Hope Takes Root in Haiti

To celebrate Haiti’s Labor Day, more than 1,500 people planted more than 25,000 trees high up in the mountains of Mahotière, which is just south of Port-au-Prince. Now Mahotière, the farm community where the trees were planted, has a strong head start to combat the heavy deforestation, soil erosion and hunger that have become the area’s reality. Food For The Poor donated the trees, and staff oversaw the well-choreographed tree planting by the community on the mountain slopes.

The peaceful scene, though labor-intensive for the Haitian farmers, showed an immense amount of dignity and hope for these fruit trees to bless the entire community with plenty to sustain their families and extra that they can sell.

Food For The Poor is completing construction of 40 new homes for the families of Mahotière. For their labor, those planting the trees received boots, sneakers and a hot meal. Cows and donkeys also were distributed to some families in the community.

“It feels great! I am very happy to be a part of a project to improve the area and make it nicer and safer. It will be more and more beautiful,” said Roger Henri, 45, a farmer who participated in the planting. Henri is particularly looking forward to sampling the avocados, peaches and coffee. Henri was also very pleased by the community effort. “The only one who could bring us together more would be God.”

The group also received T-shirts and banners reading “We Can Have a More Beautiful Life Tomorrow By Planting Trees Today,” and teams identified by matching colored bandanas worked as a group to plant on pre-determined slopes around Mahotière. A landslide the previous year was the impetus for the project to protect the endangered farming terraces from soil erosion caused by deforestation.

The 25,000 trees came from a project Food For The Poor has begun to fight hunger in Haiti. The organization had contracted a nursery to grow 15,000 trees, most of which were fruit trees. The contractor exceeded expectations and was able to grow more than 25,000 trees. These trees included peach, mango, avocado, orange, grapefruit, apple and several varieties of shade trees. Strawberries and coffee also were planted.

“We were amazed to see the nursery exceed everyone’s expectations by growing 10,000 more trees than we were hoping for,” said Food For The Poor President/CEO Robin Mahfood. “To see these people working with their hands to feed the children and the families in their own country, compared to the overwhelming amount of pictures of disaster and calamity in Haiti, is to see God at work. After some rain and careful cultivation, the fruit these trees will bear, literally the fruit of these villager’s labor, will feed thousands. This is a true miracle in the rebuilding process.”

A Catholic priest in Mahotière, Fr. Occide Jean, organized the community and will continue to oversee the care, and produce distribution from the trees.

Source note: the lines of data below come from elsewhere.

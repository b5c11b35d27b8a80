use config::{Config, ConfigError, Environment};
use serde::{Deserialize, Serialize};

#[derive(Debug, Deserialize, Serialize, Clone)]
pub struct ServiceConfig {
    /// Log level (trace, debug, info, warn, error)
    #[serde(default = "default_log_level")]
    pub log_level: String,

    // OpenTelemetry configuration
    /// Service name reported to the collector
    #[serde(default = "default_otel_service_name")]
    pub otel_service_name: String,

    /// OTLP endpoint
    #[serde(default = "default_otel_endpoint")]
    pub otel_endpoint: String,

    /// Whether to export traces and logs over OTLP
    #[serde(default)]
    pub otel_enabled: bool,

    // ClickHouse configuration
    /// ClickHouse HTTP URL
    #[serde(default = "default_clickhouse_url")]
    pub clickhouse_url: String,

    /// ClickHouse database name
    #[serde(default = "default_clickhouse_database")]
    pub clickhouse_database: String,

    /// ClickHouse username
    #[serde(default = "default_clickhouse_username")]
    pub clickhouse_username: String,

    /// ClickHouse password
    #[serde(default = "default_clickhouse_password")]
    pub clickhouse_password: String,

    /// Telemetry table name
    #[serde(default = "default_telemetry_table")]
    pub telemetry_table: String,

    /// Issues table name
    #[serde(default = "default_issues_table")]
    pub issues_table: String,

    /// Timeout for any single remote call in seconds
    #[serde(default = "default_request_timeout_secs")]
    pub request_timeout_secs: u64,

    // Local queue configuration
    /// Path of the SQLite queue file
    #[serde(default = "default_queue_path")]
    pub queue_path: String,

    /// Pending-row cap; oldest rows are dropped beyond this
    #[serde(default = "default_max_pending_samples")]
    pub max_pending_samples: u64,

    // Scheduling
    /// Seconds between samples
    #[serde(default = "default_sample_interval_secs")]
    pub sample_interval_secs: u64,

    /// Seconds between drain cycles
    #[serde(default = "default_drain_interval_secs")]
    pub drain_interval_secs: u64,

    /// Seconds between status summaries
    #[serde(default = "default_status_interval_secs")]
    pub status_interval_secs: u64,

    // Queries
    /// Most recent rows scanned per window query
    #[serde(default = "default_query_scan_depth")]
    pub query_scan_depth: u32,

    /// Generate simulated samples instead of reading a bus
    #[serde(default = "default_demo_mode")]
    pub demo_mode: bool,
}

impl ServiceConfig {
    pub fn from_env() -> Result<Self, ConfigError> {
        let config = Config::builder()
            .add_source(Environment::default())
            .build()?;
        config.try_deserialize()
    }
}

fn default_log_level() -> String {
    "info".to_string()
}

fn default_otel_service_name() -> String {
    "harrow-agent".to_string()
}

fn default_otel_endpoint() -> String {
    "http://localhost:4317".to_string()
}

fn default_clickhouse_url() -> String {
    "http://localhost:8123".to_string()
}

fn default_clickhouse_database() -> String {
    "harrow".to_string()
}

fn default_clickhouse_username() -> String {
    "default".to_string()
}

fn default_clickhouse_password() -> String {
    "".to_string()
}

fn default_telemetry_table() -> String {
    "telemetry".to_string()
}

fn default_issues_table() -> String {
    "issues".to_string()
}

fn default_request_timeout_secs() -> u64 {
    30
}

fn default_queue_path() -> String {
    "data/offline_queue.db".to_string()
}

fn default_max_pending_samples() -> u64 {
    100_000
}

fn default_sample_interval_secs() -> u64 {
    30
}

fn default_drain_interval_secs() -> u64 {
    60
}

fn default_status_interval_secs() -> u64 {
    300
}

fn default_query_scan_depth() -> u32 {
    5_000
}

fn default_demo_mode() -> bool {
    true
}

#[cfg(test)]
mod tests {
    use super::*;

    #[test]
    fn defaults_fill_every_field() {
        let config: ServiceConfig = serde_json::from_str("{}").unwrap();

        assert_eq!(config.log_level, "info");
        assert_eq!(config.sample_interval_secs, 30);
        assert_eq!(config.drain_interval_secs, 60);
        assert_eq!(config.query_scan_depth, 5_000);
        assert!(config.demo_mode);
        assert!(!config.otel_enabled);
    }
}
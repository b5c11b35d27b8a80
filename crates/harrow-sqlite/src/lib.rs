mod queue;

pub use queue::SqliteQueue;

Although the earthquake did not directly impact Mahotière, the local residents did lose many relatives and loved-ones in the city, and still felt the loss of the nation.

“After the earthquake, there was a complete loss of hope,” said Fr. Jean. “This is a rebirth. Reforestation is going to help the land to be renourished, which will renourish the people. Haiti is an agricultural country. Everything starts with successful agriculture. With that we can avoid the exodus from the country to the slums in the city.”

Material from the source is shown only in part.